É possível estabelecer uma relação entre o Brasil de Montenegro, Paulo Victor e Ozires Silva com o Brasil atual?
Pode parecer lugar-comum, mas enquanto escrevia o livro, eu via a história do Brasil de meados do século 20 se repetir. Os mesmos embates políticos, os mesmos choques entre parcelas da sociedade e a mesma ameaça de rompimento democrático que tantas vezes ocorreram no século passado passaram a ser presentes. Ainda desperdiçamos talentos e celebramos quem, com muito esforço, supera as próprias dificuldades para construir algo relevante. Além da queda de braço de um modelo econômico que privilegia o investimento estrangeiro contra aqueles que defendem a necessidade de formar pessoas e desenvolver nossas próprias capacidades.
Por que o governo brasileiro compra aviões de empresas estrangeiras se temos a Embraer? É pelo alto custo?

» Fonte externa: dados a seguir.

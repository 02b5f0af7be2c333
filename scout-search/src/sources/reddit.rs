//! Reddit posts: the JSON search endpoint, then old.reddit HTML search.
//!
//! The JSON endpoint is frequently rate-limited for anonymous clients; the
//! HTML search page on `old.reddit.com` serves the same results without
//! JavaScript and is DOM-queried with `scraper`.

use async_trait::async_trait;
use scraper::{Html, Selector};
use serde::Deserialize;

use crate::error::SearchError;
use crate::fallback::Operation;
use crate::http::{join_url, send_json, send_text};
use crate::types::{ChainResult, ItemDetail, RetrievedItem, SourceType};

use super::{parse_count, selector, ItemOperations, SourceClient, SourceContext, SourceQuery};

#[derive(Debug, Deserialize)]
struct Listing {
    data: ListingData,
}

#[derive(Debug, Deserialize)]
struct ListingData {
    children: Vec<Child>,
}

#[derive(Debug, Deserialize)]
struct Child {
    data: Post,
}

#[derive(Debug, Deserialize)]
struct Post {
    title: String,
    permalink: String,
    #[serde(default)]
    selftext: String,
    score: i64,
    num_comments: u32,
    subreddit: String,
}

/// Reddit search.
#[derive(Debug, Clone)]
pub struct RedditClient {
    ctx: SourceContext,
}

impl RedditClient {
    pub fn new(ctx: SourceContext) -> Self {
        Self { ctx }
    }

    fn operations(&self, product: &str, limit: usize) -> ItemOperations {
        let endpoints = &self.ctx.config.endpoints;
        let json_base = endpoints.reddit.clone();
        let html_base = endpoints.reddit_html.clone();
        let http = self.ctx.http.clone();
        let json_product = product.to_string();
        let html_http = self.ctx.http.clone();
        let html_product = product.to_string();

        vec![
            Operation::new("reddit:json", move || {
                let http = http.clone();
                let base = json_base.clone();
                let product = json_product.clone();
                async move { search_json(&http, &base, &product, limit).await }
            }),
            Operation::new("reddit:html", move || {
                let http = html_http.clone();
                let base = html_base.clone();
                let product = html_product.clone();
                async move {
                    let request = http
                        .get(join_url(&base, "/search"))
                        .query(&[("q", product.as_str()), ("sort", "relevance")]);
                    let html = send_text(request, "reddit-html").await?;
                    let mut items = parse_search_html(&html)?;
                    items.truncate(limit);
                    Ok(items)
                }
            }),
        ]
    }
}

#[async_trait]
impl SourceClient for RedditClient {
    fn source_type(&self) -> SourceType {
        SourceType::Reddit
    }

    async fn fetch(
        &self,
        query: &SourceQuery,
        limit: usize,
    ) -> Result<ChainResult<Vec<RetrievedItem>>, SearchError> {
        let operations = self.operations(&query.product, limit);
        self.ctx.run(SourceType::Reddit, query, limit, &operations).await
    }
}

/// Search posts via `search.json`.
pub async fn search_json(
    http: &reqwest::Client,
    base: &str,
    product: &str,
    limit: usize,
) -> Result<Vec<RetrievedItem>, SearchError> {
    tracing::trace!(product, "reddit json search");
    let limit_param = limit.clamp(1, 100).to_string();
    let request = http.get(join_url(base, "/search.json")).query(&[
        ("q", product),
        ("limit", limit_param.as_str()),
        ("sort", "relevance"),
        ("t", "year"),
    ]);
    let listing: Listing = send_json(request, "reddit").await?;
    Ok(listing
        .data
        .children
        .into_iter()
        .map(|child| {
            let post = child.data;
            let url = format!("https://www.reddit.com{}", post.permalink);
            RetrievedItem::new(SourceType::Reddit, post.title, url, post.selftext).with_detail(
                ItemDetail::Post {
                    score: post.score,
                    comments: post.num_comments,
                    community: post.subreddit,
                },
            )
        })
        .collect())
}

/// Parse the old.reddit search results page.
///
/// Extracted as a separate function for testability with mock HTML.
pub(crate) fn parse_search_html(html: &str) -> Result<Vec<RetrievedItem>, SearchError> {
    let document = Html::parse_document(html);
    let result_sel = selector("div.search-result-link")?;
    let title_sel = selector("a.search-title")?;
    let body_sel = selector("div.search-result-body")?;
    let score_sel = selector("span.search-score")?;
    let comments_sel = selector("a.search-comments")?;
    let subreddit_sel = selector("a.search-subreddit-link")?;

    let mut items = Vec::new();
    for element in document.select(&result_sel) {
        let Some(title_el) = element.select(&title_sel).next() else {
            continue;
        };
        let title = title_el.text().collect::<String>().trim().to_string();
        let Some(href) = title_el.value().attr("href") else {
            continue;
        };
        if title.is_empty() {
            continue;
        }
        let url = if href.starts_with('/') {
            format!("https://www.reddit.com{href}")
        } else {
            href.to_string()
        };

        let text_of = |sel: &Selector| {
            element
                .select(sel)
                .next()
                .map(|el| el.text().collect::<String>().trim().to_string())
                .unwrap_or_default()
        };
        let snippet = text_of(&body_sel);
        let score = parse_count(&text_of(&score_sel)) as i64;
        let comments = parse_count(&text_of(&comments_sel)) as u32;
        let community = text_of(&subreddit_sel)
            .trim_start_matches("r/")
            .to_string();

        items.push(
            RetrievedItem::new(SourceType::Reddit, title, url, snippet).with_detail(ItemDetail::Post {
                score,
                comments,
                community,
            }),
        );
    }

    tracing::trace!(count = items.len(), "parsed reddit html results");
    Ok(items)
}
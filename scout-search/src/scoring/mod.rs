//! Trust, quality and validation scoring.
//!
//! All scores live on the `[0, 1]` scale.
//!
//! - [`trust`]: per-item trust from source signals and domain authority
//! - [`quality`]: aggregate quality of a result set
//! - [`validation`]: liveness, relevance and cross-verification

pub mod quality;
pub mod trust;
pub mod validation;

pub use quality::{aggregate_quality, QualityMode};
pub use trust::{
    classify_domain, classify_item, domain_authority, item_authority, score_items, trust_score,
    DomainClass,
};
pub use validation::{
    ContentValidator, HttpLinkChecker, LinkChecker, ValidatedItem, ValidationOptions,
    ValidationReport,
};

/// Items with a trust score below this are dropped from merged results.
pub const ITEM_TRUST_FLOOR: f64 = 0.50;

/// Composite score an item needs to pass content validation.
pub const TRUSTED_THRESHOLD: f64 = 0.70;
//! Shared engine state, built once at startup.
//!
//! [`ScoutRuntime`] owns the TTL cache and the YouTube quota tracker and
//! hands them by `Arc` to every source client, so all chains in the
//! process share one cache and one daily budget.

use std::sync::Arc;
use std::time::Duration;

use tokio::task::JoinHandle;
use tokio_util::sync::CancellationToken;

use scout_search::scoring::{ContentValidator, HttpLinkChecker, LinkChecker, ValidationOptions, ValidationReport};
use scout_search::sources::default_clients;
use scout_search::{QuotaTracker, RetrievedItem, SourceClient, TtlCache};

use crate::config::ScoutConfig;
use crate::error::Result;
use crate::llm::{Completion, CompletionOptions, LlmClient, Message};
use crate::research::{ResearchReport, ResearchRequest, perform_comprehensive_research};
use crate::tier::{Plan, PopularitySignal, ResolvedLimits, TierResolver};

/// The research engine with its shared cache, quota and clients.
pub struct ScoutRuntime {
    config: ScoutConfig,
    cache: Arc<TtlCache>,
    quota: Arc<QuotaTracker>,
    clients: Vec<Arc<dyn SourceClient>>,
    llm: LlmClient,
    tiers: TierResolver,
    validator: ContentValidator,
    cancel: CancellationToken,
}

impl std::fmt::Debug for ScoutRuntime {
    fn fmt(&self, f: &mut std::fmt::Formatter<'_>) -> std::fmt::Result {
        f.debug_struct("ScoutRuntime")
            .field("cache", &self.cache)
            .field("quota", &self.quota)
            .field("clients", &self.clients.len())
            .field("validator", &self.validator)
            .finish_non_exhaustive()
    }
}

impl ScoutRuntime {
    /// Validate `config` and build the shared state and every source client.
    ///
    /// # Errors
    ///
    /// Returns a config error if validation fails or an HTTP client cannot
    /// be built.
    pub fn new(config: ScoutConfig) -> Result<Self> {
        config.validate()?;

        let cache = Arc::new(TtlCache::new(
            Duration::from_secs(config.cache.ttl_secs),
            config.cache.max_entries,
        ));
        let quota = Arc::new(QuotaTracker::new("youtube", config.quota.youtube_daily_units));
        let cancel = CancellationToken::new();

        let retry = config.retry.execute_options().with_cancel(cancel.child_token());
        let ctx = scout_search::source_context(config.sources.clone(), Some(Arc::clone(&cache)), retry)?;
        let clients = default_clients(&ctx, Arc::clone(&quota));
        let llm = LlmClient::new(config.llm.clone())?;
        let tiers = TierResolver::new(config.complexity.clone(), config.tiers.clone());
        let checker = Arc::new(HttpLinkChecker::new(ctx.http.clone()));
        let validator = ContentValidator::new(checker, validation_options(&config));

        Ok(Self {
            config,
            cache,
            quota,
            clients,
            llm,
            tiers,
            validator,
            cancel,
        })
    }

    /// Replace the source clients.
    pub fn with_clients(mut self, clients: Vec<Arc<dyn SourceClient>>) -> Self {
        self.clients = clients;
        self
    }

    /// Replace the liveness checker used by [`ScoutRuntime::validate`].
    pub fn with_link_checker(mut self, checker: Arc<dyn LinkChecker>) -> Self {
        self.validator = ContentValidator::new(checker, validation_options(&self.config));
        self
    }

    pub fn config(&self) -> &ScoutConfig {
        &self.config
    }

    pub fn cache(&self) -> &Arc<TtlCache> {
        &self.cache
    }

    pub fn quota(&self) -> &Arc<QuotaTracker> {
        &self.quota
    }

    /// Start the periodic cache sweep. Stops on [`ScoutRuntime::shutdown`].
    pub fn spawn_cache_sweeper(&self) -> JoinHandle<()> {
        self.cache.spawn_sweeper(
            Duration::from_secs(self.config.cache.sweep_interval_secs),
            self.cancel.child_token(),
        )
    }

    /// Estimate complexity and clamp limits to `plan`.
    pub fn resolve_limits(
        &self,
        plan: Plan,
        page_count: Option<u32>,
        popularity: Option<&PopularitySignal>,
    ) -> ResolvedLimits {
        self.tiers.resolve(plan, page_count, popularity)
    }

    /// Run a research pass over every client.
    ///
    /// # Errors
    ///
    /// See [`perform_comprehensive_research`].
    pub async fn research(&self, request: ResearchRequest) -> Result<ResearchReport> {
        perform_comprehensive_research(&self.clients, &self.config.aggregator, request).await
    }

    /// Check links, relevance and authority of `items` for `query`.
    pub async fn validate(&self, query: &str, items: Vec<RetrievedItem>) -> ValidationReport {
        self.validator.validate(query, items).await
    }

    /// Generate a completion through the LLM chain.
    ///
    /// # Errors
    ///
    /// See [`LlmClient::complete`].
    pub async fn complete(&self, messages: &[Message], options: &CompletionOptions) -> Result<Completion> {
        let options = CompletionOptions {
            cancel: self.cancel.child_token(),
            ..options.clone()
        };
        Ok(self.llm.complete(messages, &options).await?)
    }

    /// Cancel in-flight chains and the cache sweeper.
    pub fn shutdown(&self) {
        tracing::info!("scout runtime shutting down");
        self.cancel.cancel();
    }
}

fn validation_options(config: &ScoutConfig) -> ValidationOptions {
    ValidationOptions {
        concurrency: config.sources.link_check_concurrency,
        ..ValidationOptions::default()
    }
}

#[cfg(test)]
mod tests {
    use super::*;

    #[test]
    fn builds_every_default_client() {
        let runtime = ScoutRuntime::new(ScoutConfig::default()).expect("runtime");
        assert_eq!(runtime.clients.len(), 10);
        assert_eq!(runtime.quota().remaining(), 10_000);
        assert_eq!(runtime.cache().ttl(), Duration::from_secs(900));
    }

    #[test]
    fn invalid_config_is_rejected() {
        let mut config = ScoutConfig::default();
        config.retry.timeout_ms = 0;
        assert!(ScoutRuntime::new(config).is_err());
    }

    #[test]
    fn limits_use_configured_ceilings() {
        let mut config = ScoutConfig::default();
        config.tiers.free.youtube = 1;
        let runtime = ScoutRuntime::new(config).expect("runtime");
        let resolved = runtime.resolve_limits(Plan::Free, Some(5), None);
        assert_eq!(resolved.enforced().youtube, 1);
    }

    #[test]
    fn validator_uses_configured_link_concurrency() {
        let mut config = ScoutConfig::default();
        config.sources.link_check_concurrency = 3;
        let runtime = ScoutRuntime::new(config).expect("runtime");
        assert_eq!(runtime.validator.options().concurrency, 3);

        let checker = Arc::new(HttpLinkChecker::new(reqwest::Client::new()));
        let runtime = runtime.with_link_checker(checker);
        assert_eq!(runtime.validator.options().concurrency, 3);
    }

    #[tokio::test]
    async fn shutdown_cancels_completions() {
        let mut config = ScoutConfig::default();
        config.llm.openai.api_key = Some("sk-test".into());
        config.llm.openai.base_url = Some("http://127.0.0.1:9".into());
        let runtime = ScoutRuntime::new(config).expect("runtime");
        runtime.shutdown();
        let err = runtime
            .complete(&[Message::user("hi")], &CompletionOptions::default())
            .await
            .unwrap_err();
        assert_eq!(err.code(), "CANCELLED");
    }
}
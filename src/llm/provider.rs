//! LLM provider identities, resolved settings and shared request plumbing.

use serde::de::DeserializeOwned;
use serde::{Deserialize, Serialize};

use scout_search::SearchError;

/// Completion providers that can appear in a chain.
#[derive(Debug, Clone, Copy, PartialEq, Eq, Hash, Serialize, Deserialize)]
#[serde(rename_all = "lowercase")]
pub enum LlmProvider {
    OpenAi,
    Anthropic,
    Gemini,
    Groq,
    Mistral,
    OpenRouter,
}

impl LlmProvider {
    /// Every provider, in the default priority order.
    pub const ALL: [LlmProvider; 6] = [
        Self::OpenAi,
        Self::Anthropic,
        Self::Gemini,
        Self::Groq,
        Self::Mistral,
        Self::OpenRouter,
    ];

    /// Label used in chain results and logs.
    pub fn name(&self) -> &'static str {
        match self {
            Self::OpenAi => "openai",
            Self::Anthropic => "anthropic",
            Self::Gemini => "gemini",
            Self::Groq => "groq",
            Self::Mistral => "mistral",
            Self::OpenRouter => "openrouter",
        }
    }

    /// API root the request paths are appended to.
    pub fn default_base_url(&self) -> &'static str {
        match self {
            Self::OpenAi => "https://api.openai.com",
            Self::Anthropic => "https://api.anthropic.com",
            Self::Gemini => "https://generativelanguage.googleapis.com",
            Self::Groq => "https://api.groq.com/openai",
            Self::Mistral => "https://api.mistral.ai",
            Self::OpenRouter => "https://openrouter.ai/api",
        }
    }

    pub fn default_model(&self) -> &'static str {
        match self {
            Self::OpenAi => "gpt-4o-mini",
            Self::Anthropic => "claude-3-5-haiku-latest",
            Self::Gemini => "gemini-1.5-flash",
            Self::Groq => "llama-3.3-70b-versatile",
            Self::Mistral => "mistral-small-latest",
            Self::OpenRouter => "openai/gpt-4o-mini",
        }
    }

    /// Environment variable holding the API key.
    pub fn env_var(&self) -> &'static str {
        match self {
            Self::OpenAi => "OPENAI_API_KEY",
            Self::Anthropic => "ANTHROPIC_API_KEY",
            Self::Gemini => "GEMINI_API_KEY",
            Self::Groq => "GROQ_API_KEY",
            Self::Mistral => "MISTRAL_API_KEY",
            Self::OpenRouter => "OPENROUTER_API_KEY",
        }
    }

    /// Speaks the `/v1/chat/completions` protocol.
    pub fn is_openai_compatible(&self) -> bool {
        !matches!(self, Self::Anthropic | Self::Gemini)
    }
}

impl std::fmt::Display for LlmProvider {
    fn fmt(&self, f: &mut std::fmt::Formatter<'_>) -> std::fmt::Result {
        f.write_str(self.name())
    }
}

/// Credentials and endpoint for one provider as written in config.
#[derive(Debug, Clone, Default, PartialEq, Eq, Serialize, Deserialize)]
#[serde(default)]
pub struct ProviderCredentials {
    pub api_key: Option<String>,
    /// Overrides [`LlmProvider::default_base_url`].
    pub base_url: Option<String>,
    /// Overrides [`LlmProvider::default_model`].
    pub model: Option<String>,
}

/// A provider ready to call: key present, defaults filled in.
#[derive(Clone)]
pub struct ProviderSettings {
    pub provider: LlmProvider,
    pub api_key: String,
    pub base_url: String,
    pub model: String,
}

impl std::fmt::Debug for ProviderSettings {
    fn fmt(&self, f: &mut std::fmt::Formatter<'_>) -> std::fmt::Result {
        f.debug_struct("ProviderSettings")
            .field("provider", &self.provider)
            .field("base_url", &self.base_url)
            .field("model", &self.model)
            .finish_non_exhaustive()
    }
}

impl ProviderSettings {
    /// Resolve settings, or `None` when no non-blank key is configured.
    pub fn resolve(provider: LlmProvider, credentials: &ProviderCredentials) -> Option<Self> {
        let api_key = credentials
            .api_key
            .as_deref()
            .map(str::trim)
            .filter(|k| !k.is_empty())?;
        let pick = |value: &Option<String>, default: &str| {
            value
                .as_deref()
                .map(str::trim)
                .filter(|v| !v.is_empty())
                .unwrap_or(default)
                .to_string()
        };
        Some(Self {
            provider,
            api_key: api_key.to_string(),
            base_url: pick(&credentials.base_url, provider.default_base_url()),
            model: pick(&credentials.model, provider.default_model()),
        })
    }
}

/// Per-request generation options shared by every adapter.
#[derive(Debug, Clone, Copy, PartialEq)]
pub struct RequestOptions {
    /// Ask the provider for a JSON document.
    pub json_mode: bool,
    pub max_tokens: u32,
    pub temperature: Option<f32>,
}

impl Default for RequestOptions {
    fn default() -> Self {
        Self {
            json_mode: false,
            max_tokens: 4096,
            temperature: None,
        }
    }
}

/// Send a request and decode the JSON body, mapping non-2xx statuses to
/// [`SearchError::Http`] with the provider's own error message.
pub(crate) async fn post_json<T: DeserializeOwned>(
    request: reqwest::RequestBuilder,
    provider: LlmProvider,
) -> Result<T, SearchError> {
    let response = request.send().await?;
    let status = response.status();
    let body = response.text().await?;
    if !status.is_success() {
        tracing::debug!(provider = provider.name(), status = status.as_u16(), "provider returned error status");
        return Err(SearchError::http(
            provider.name(),
            status.as_u16(),
            &extract_error_message(&body),
        ));
    }
    tracing::trace!(provider = provider.name(), bytes = body.len(), "completion received");
    scout_search::http::parse_json(&body, provider.name())
}

/// Extract an error message from a provider error body.
///
/// OpenAI-style and Anthropic bodies carry `error.message`; Gemini uses the
/// same field. Anything else is returned as-is.
pub(crate) fn extract_error_message(body: &str) -> String {
    serde_json::from_str::<serde_json::Value>(body)
        .ok()
        .and_then(|v| {
            v.get("error")
                .and_then(|e| e.get("message"))
                .and_then(|m| m.as_str())
                .map(String::from)
        })
        .unwrap_or_else(|| body.to_string())
}

#[cfg(test)]
mod tests {
    use super::*;

    #[test]
    fn resolve_requires_key() {
        assert!(ProviderSettings::resolve(LlmProvider::OpenAi, &ProviderCredentials::default()).is_none());
        let blank = ProviderCredentials {
            api_key: Some("  ".into()),
            ..Default::default()
        };
        assert!(ProviderSettings::resolve(LlmProvider::OpenAi, &blank).is_none());
    }

    #[test]
    fn resolve_fills_defaults() {
        let creds = ProviderCredentials {
            api_key: Some("sk-test".into()),
            model: Some("gpt-4o".into()),
            ..Default::default()
        };
        let settings = ProviderSettings::resolve(LlmProvider::OpenAi, &creds).expect("resolved");
        assert_eq!(settings.base_url, "https://api.openai.com");
        assert_eq!(settings.model, "gpt-4o");
    }

    #[test]
    fn debug_hides_key() {
        let creds = ProviderCredentials {
            api_key: Some("sk-secret".into()),
            ..Default::default()
        };
        let settings = ProviderSettings::resolve(LlmProvider::Groq, &creds).expect("resolved");
        assert!(!format!("{settings:?}").contains("sk-secret"));
    }

    #[test]
    fn error_message_extraction() {
        let body = r#"{"error":{"message":"Invalid API key","type":"invalid_request_error"}}"#;
        assert_eq!(extract_error_message(body), "Invalid API key");
        assert_eq!(extract_error_message("plain text"), "plain text");
    }

    #[test]
    fn compatibility_flags() {
        assert!(LlmProvider::Groq.is_openai_compatible());
        assert!(!LlmProvider::Gemini.is_openai_compatible());
        assert_eq!(LlmProvider::OpenRouter.to_string(), "openrouter");
    }

    #[test]
    fn provider_names_deserialize() {
        let p: LlmProvider = serde_json::from_str("\"openrouter\"").expect("parse");
        assert_eq!(p, LlmProvider::OpenRouter);
        let p: LlmProvider = serde_json::from_str("\"openai\"").expect("parse");
        assert_eq!(p, LlmProvider::OpenAi);
    }
}
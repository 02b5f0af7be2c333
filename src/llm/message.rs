//! Message types for LLM conversations.
//!
//! # Examples
//!
//! ```
//! use scout::llm::message::{Message, Role};
//!
//! let msg = Message::user("Summarise the Stripe webhook docs");
//! assert_eq!(msg.role, Role::User);
//! ```

use serde::{Deserialize, Serialize};

/// The role of a message in a conversation.
#[derive(Debug, Clone, Copy, PartialEq, Eq, Hash, Serialize, Deserialize)]
#[serde(rename_all = "lowercase")]
pub enum Role {
    /// System instructions.
    System,
    /// User input.
    User,
    /// Assistant (model) output.
    Assistant,
}

impl std::fmt::Display for Role {
    fn fmt(&self, f: &mut std::fmt::Formatter<'_>) -> std::fmt::Result {
        match self {
            Self::System => write!(f, "system"),
            Self::User => write!(f, "user"),
            Self::Assistant => write!(f, "assistant"),
        }
    }
}

/// A message in an LLM conversation.
#[derive(Debug, Clone, PartialEq, Eq, Serialize, Deserialize)]
pub struct Message {
    /// Who sent this message.
    pub role: Role,
    /// The message text.
    pub content: String,
}

impl Message {
    /// Create a text message with the given role.
    pub fn text(role: Role, content: impl Into<String>) -> Self {
        Self {
            role,
            content: content.into(),
        }
    }

    /// Create a system message.
    pub fn system(content: impl Into<String>) -> Self {
        Self::text(Role::System, content)
    }

    /// Create a user message.
    pub fn user(content: impl Into<String>) -> Self {
        Self::text(Role::User, content)
    }

    /// Create an assistant message.
    pub fn assistant(content: impl Into<String>) -> Self {
        Self::text(Role::Assistant, content)
    }
}

/// Concatenate every system message, separated by blank lines.
pub(crate) fn system_text(messages: &[Message]) -> Option<String> {
    let parts: Vec<&str> = messages
        .iter()
        .filter(|m| m.role == Role::System)
        .map(|m| m.content.as_str())
        .collect();
    (!parts.is_empty()).then(|| parts.join("\n\n"))
}

#[cfg(test)]
mod tests {
    use super::*;

    #[test]
    fn constructors_set_roles() {
        assert_eq!(Message::system("s").role, Role::System);
        assert_eq!(Message::assistant("a").role, Role::Assistant);
        assert_eq!(Message::user("u").content, "u");
    }

    #[test]
    fn role_display() {
        assert_eq!(Role::Assistant.to_string(), "assistant");
    }

    #[test]
    fn system_messages_are_joined() {
        let messages = vec![
            Message::system("one"),
            Message::user("q"),
            Message::system("two"),
        ];
        assert_eq!(system_text(&messages).as_deref(), Some("one\n\ntwo"));
        assert_eq!(system_text(&[Message::user("q")]), None);
    }

    #[test]
    fn serde_roundtrip() {
        let msg = Message::user("hi");
        let json = serde_json::to_string(&msg).expect("serialize");
        assert!(json.contains("\"role\":\"user\""));
        let back: Message = serde_json::from_str(&json).expect("deserialize");
        assert_eq!(back, msg);
    }
}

Aviões são grandes máquinas, complexas, muito caras e cada um deles destinado a realizar tarefas específicas. A Embraer se consolidou em um segmento de mercado, denominado Aviação Regional. Quem sabe, no futuro, ela possa ter uma variedade de modelos tão vasta a ponto de suprir com sucesso comercial e financeiro todas as necessidades do país. Entretanto, isso é praticamente impossível e não deve encontrar viabilidade. Desse modo, sempre haverá a necessidade de adquirir produtos e serviços aeronáuticos de diferentes fornecedores.